Some will say you shouldn't drive your car without a cooling system, and those people are correct. However, there are cases where you can't get it towed. (for example, if you're trapped in a Disney parking lot.) So, what should you do in this case?

What to do in worst case scenarios:
1. If in traffic or some other scenario where you can't pull over, turn the air conditioner off so you can give your engine a rest. If it's that bad, turn the heater on to transfer the heat from the engine to the heater. It may be rough, but it can save your car.

2. Just because the car is leaking, doesn't mean there is a hole in the hose. It's actually quite common for cars to leak, even if you just keep the AC on for too long. But if the car is leaking after you put more coolant in and start driving, this could be a potential issue and you need to get it checked ASAP. Better safe than sorry, right?

3. If you don't have any coolant on you and you need to get to a gas station, use water. I've found water works quite well, especially if you only need to drive a few miles.

Important things to remember:
1. Before working on the car, wait for it to COMPLETELY cool down. For your own safety and for the cars well-being. Wait at least 30 minutes, but the cooler, the better.

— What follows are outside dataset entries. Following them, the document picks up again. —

use crate::core::{ColumnDescriptor, KeyValueStore};
use crate::utils::error::{Result, TableError};
use serde_json::{Map, Value};

pub const DEFAULT_COLUMNS_KEY: &str = "visibleColumns";

/// Ordered column list with per-column visibility.
///
/// Every mutation is written through to the key-value store as a JSON
/// object (`{"name": true, "age": false, ...}`) in registry order.
pub struct ColumnRegistry<K: KeyValueStore> {
    columns: Vec<ColumnDescriptor>,
    store: K,
    key: String,
}

impl<K: KeyValueStore> ColumnRegistry<K> {
    /// Restores the registry from `store`, or derives it from `fallback_names`
    /// (all visible) when nothing usable is stored.
    pub fn load(store: K, key: impl Into<String>, fallback_names: &[String]) -> Self {
        let key = key.into();
        let restored = match store.load(&key) {
            Ok(Some(raw)) => match decode_columns(&raw) {
                Ok(columns) => {
                    tracing::debug!("Restored {} column settings from '{}'", columns.len(), key);
                    Some(columns)
                }
                Err(e) => {
                    tracing::warn!("Ignoring stored column settings under '{}': {}", key, e);
                    None
                }
            },
            Ok(None) => None,
            Err(e) => {
                tracing::warn!("Could not read column settings: {}", e);
                None
            }
        };

        let columns = restored.unwrap_or_else(|| {
            fallback_names
                .iter()
                .map(|name| ColumnDescriptor::new(name.clone(), true))
                .collect()
        });

        Self {
            columns,
            store,
            key,
        }
    }

    pub fn columns(&self) -> &[ColumnDescriptor] {
        &self.columns
    }

    pub fn names(&self) -> Vec<String> {
        self.columns.iter().map(|c| c.name.clone()).collect()
    }

    pub fn visible_names(&self) -> Vec<String> {
        self.columns
            .iter()
            .filter(|c| c.visible)
            .map(|c| c.name.clone())
            .collect()
    }

    pub fn contains(&self, name: &str) -> bool {
        self.columns.iter().any(|c| c.name == name)
    }

    pub fn is_visible(&self, name: &str) -> bool {
        self.columns.iter().any(|c| c.name == name && c.visible)
    }

    /// The flag only changes once the new list has been saved.
    pub fn set_visibility(&mut self, name: &str, visible: bool) -> Result<()> {
        if !self.contains(name) {
            return Err(TableError::UnknownColumn {
                name: name.to_string(),
            });
        }

        let candidate: Vec<ColumnDescriptor> = self
            .columns
            .iter()
            .map(|c| {
                if c.name == name {
                    ColumnDescriptor::new(c.name.clone(), visible)
                } else {
                    c.clone()
                }
            })
            .collect();
        self.commit(candidate)?;
        tracing::debug!("Column '{}' visible = {}", name, visible);
        Ok(())
    }

    /// Flips visibility and returns the new flag.
    pub fn toggle(&mut self, name: &str) -> Result<bool> {
        let visible = !self.is_visible(name);
        self.set_visibility(name, visible)?;
        Ok(visible)
    }

    /// Rebuilds the list from `names`; known columns keep their flag, new
    /// ones start visible, names no longer present are dropped.
    pub fn resync(&mut self, names: &[String]) -> Result<()> {
        let columns = names
            .iter()
            .map(|name| {
                let visible = self
                    .columns
                    .iter()
                    .find(|c| &c.name == name)
                    .map(|c| c.visible)
                    .unwrap_or(true);
                ColumnDescriptor::new(name.clone(), visible)
            })
            .collect();
        self.commit(columns)?;
        tracing::info!("Column registry resynchronized to {} columns", self.columns.len());
        Ok(())
    }

    pub fn store(&self) -> &K {
        &self.store
    }

    /// 先寫入 store，成功後才替換記憶體中的欄位
    fn commit(&mut self, candidate: Vec<ColumnDescriptor>) -> Result<()> {
        let encoded = encode_columns(&candidate)?;
        self.store.save(&self.key, &encoded)?;
        self.columns = candidate;
        Ok(())
    }
}

pub fn encode_columns(columns: &[ColumnDescriptor]) -> Result<String> {
    let mut map = Map::new();
    for column in columns {
        map.insert(column.name.clone(), Value::Bool(column.visible));
    }
    Ok(serde_json::to_string(&map)?)
}

pub fn decode_columns(raw: &str) -> Result<Vec<ColumnDescriptor>> {
    let map: Map<String, Value> = serde_json::from_str(raw)?;
    map.into_iter()
        .map(|(name, value)| match value {
            Value::Bool(visible) => Ok(ColumnDescriptor::new(name, visible)),
            other => Err(TableError::StoreError {
                message: format!("column '{}' has non-boolean visibility {}", name, other),
            }),
        })
        .collect()
}

#[cfg(test)]
mod tests {
    use super::*;
    use crate::adapters::kv_store::MemoryStore;
    use crate::domain::seed::SEED_COLUMNS;

    fn seed_names() -> Vec<String> {
        SEED_COLUMNS.iter().map(|s| s.to_string()).collect()
    }

    /// 讀取正常、寫入一律失敗的 store
    struct FailingStore;

    impl KeyValueStore for FailingStore {
        fn load(&self, _key: &str) -> Result<Option<String>> {
            Ok(None)
        }

        fn save(&self, _key: &str, _value: &str) -> Result<()> {
            Err(TableError::StoreError {
                message: "disk full".to_string(),
            })
        }
    }

    #[test]
    fn test_derives_all_visible_when_store_empty() {
        let registry = ColumnRegistry::load(MemoryStore::new(), DEFAULT_COLUMNS_KEY, &seed_names());
        assert_eq!(registry.visible_names(), seed_names());
        assert!(registry.columns().iter().all(|c| c.visible));
    }

    #[test]
    fn test_toggle_writes_through() {
        let store = MemoryStore::new();
        let mut registry = ColumnRegistry::load(store.clone(), DEFAULT_COLUMNS_KEY, &seed_names());

        assert!(!registry.toggle("age").unwrap());
        assert!(!registry.is_visible("age"));
        assert_eq!(
            store.load(DEFAULT_COLUMNS_KEY).unwrap().unwrap(),
            r#"{"name":true,"email":true,"age":false,"role":true,"department":true,"location":true}"#
        );

        assert!(registry.toggle("age").unwrap());
        assert!(registry.is_visible("age"));
    }

    #[test]
    fn test_restores_order_and_flags() {
        let store = MemoryStore::new();
        store
            .save(DEFAULT_COLUMNS_KEY, r#"{"location":true,"name":false,"age":true}"#)
            .unwrap();

        let registry = ColumnRegistry::load(store, DEFAULT_COLUMNS_KEY, &seed_names());
        assert_eq!(registry.names(), vec!["location", "name", "age"]);
        assert_eq!(registry.visible_names(), vec!["location", "age"]);
    }

    #[test]
    fn test_unknown_column_is_rejected_without_change() {
        let store = MemoryStore::new();
        let mut registry = ColumnRegistry::load(store.clone(), DEFAULT_COLUMNS_KEY, &seed_names());

        let err = registry.set_visibility("salary", false).unwrap_err();
        assert!(matches!(err, TableError::UnknownColumn { ref name } if name == "salary"));
        assert_eq!(registry.visible_names(), seed_names());
        assert!(store.load(DEFAULT_COLUMNS_KEY).unwrap().is_none());
    }

    #[test]
    fn test_corrupt_entry_falls_back_to_fallback_names() {
        let store = MemoryStore::new();
        store.save(DEFAULT_COLUMNS_KEY, "not json").unwrap();
        let registry = ColumnRegistry::load(store.clone(), DEFAULT_COLUMNS_KEY, &seed_names());
        assert_eq!(registry.names(), seed_names());

        store.save(DEFAULT_COLUMNS_KEY, r#"{"name":"yes"}"#).unwrap();
        let registry = ColumnRegistry::load(store, DEFAULT_COLUMNS_KEY, &seed_names());
        assert_eq!(registry.names(), seed_names());
    }

    #[test]
    fn test_resync_keeps_known_flags() {
        let store = MemoryStore::new();
        let mut registry = ColumnRegistry::load(store.clone(), DEFAULT_COLUMNS_KEY, &seed_names());
        registry.set_visibility("email", false).unwrap();

        let imported = vec!["name".to_string(), "email".to_string(), "team".to_string()];
        registry.resync(&imported).unwrap();

        assert_eq!(registry.names(), imported);
        assert_eq!(registry.visible_names(), vec!["name", "team"]);
        assert_eq!(
            store.load(DEFAULT_COLUMNS_KEY).unwrap().unwrap(),
            r#"{"name":true,"email":false,"team":true}"#
        );
    }

    #[test]
    fn test_failed_save_leaves_visibility_unchanged() {
        let mut registry = ColumnRegistry::load(FailingStore, DEFAULT_COLUMNS_KEY, &seed_names());

        let err = registry.toggle("age").unwrap_err();
        assert!(matches!(err, TableError::StoreError { .. }));
        assert!(registry.is_visible("age"));

        assert!(registry.set_visibility("email", false).is_err());
        assert_eq!(registry.visible_names(), seed_names());
    }

    #[test]
    fn test_failed_save_leaves_resync_unapplied() {
        let mut registry = ColumnRegistry::load(FailingStore, DEFAULT_COLUMNS_KEY, &seed_names());

        let imported = vec!["name".to_string(), "team".to_string()];
        assert!(registry.resync(&imported).is_err());
        assert_eq!(registry.names(), seed_names());
    }
}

2. Read your cars manual. Every car has a different approach to coolant and overheating. Make sure you read this to save your car in the long-run.

3. Even if things are A-okay after you insert the coolant, I recommend getting an oil change. The reason for your car overheating may be as simple as hot weather, but a quick fix-up and look wouldn't hurt.


You probably just need coolant, but you can be the judge of that. Inspect it yourself, figure out the symptoms, call road-side assistance  etc. Do what you gotta do to protect your car. Know your car, and then you will be able to identify the problem. I've been forced to get to know cars almost as old as I am, therefore I've been able to fix cars problems on my own.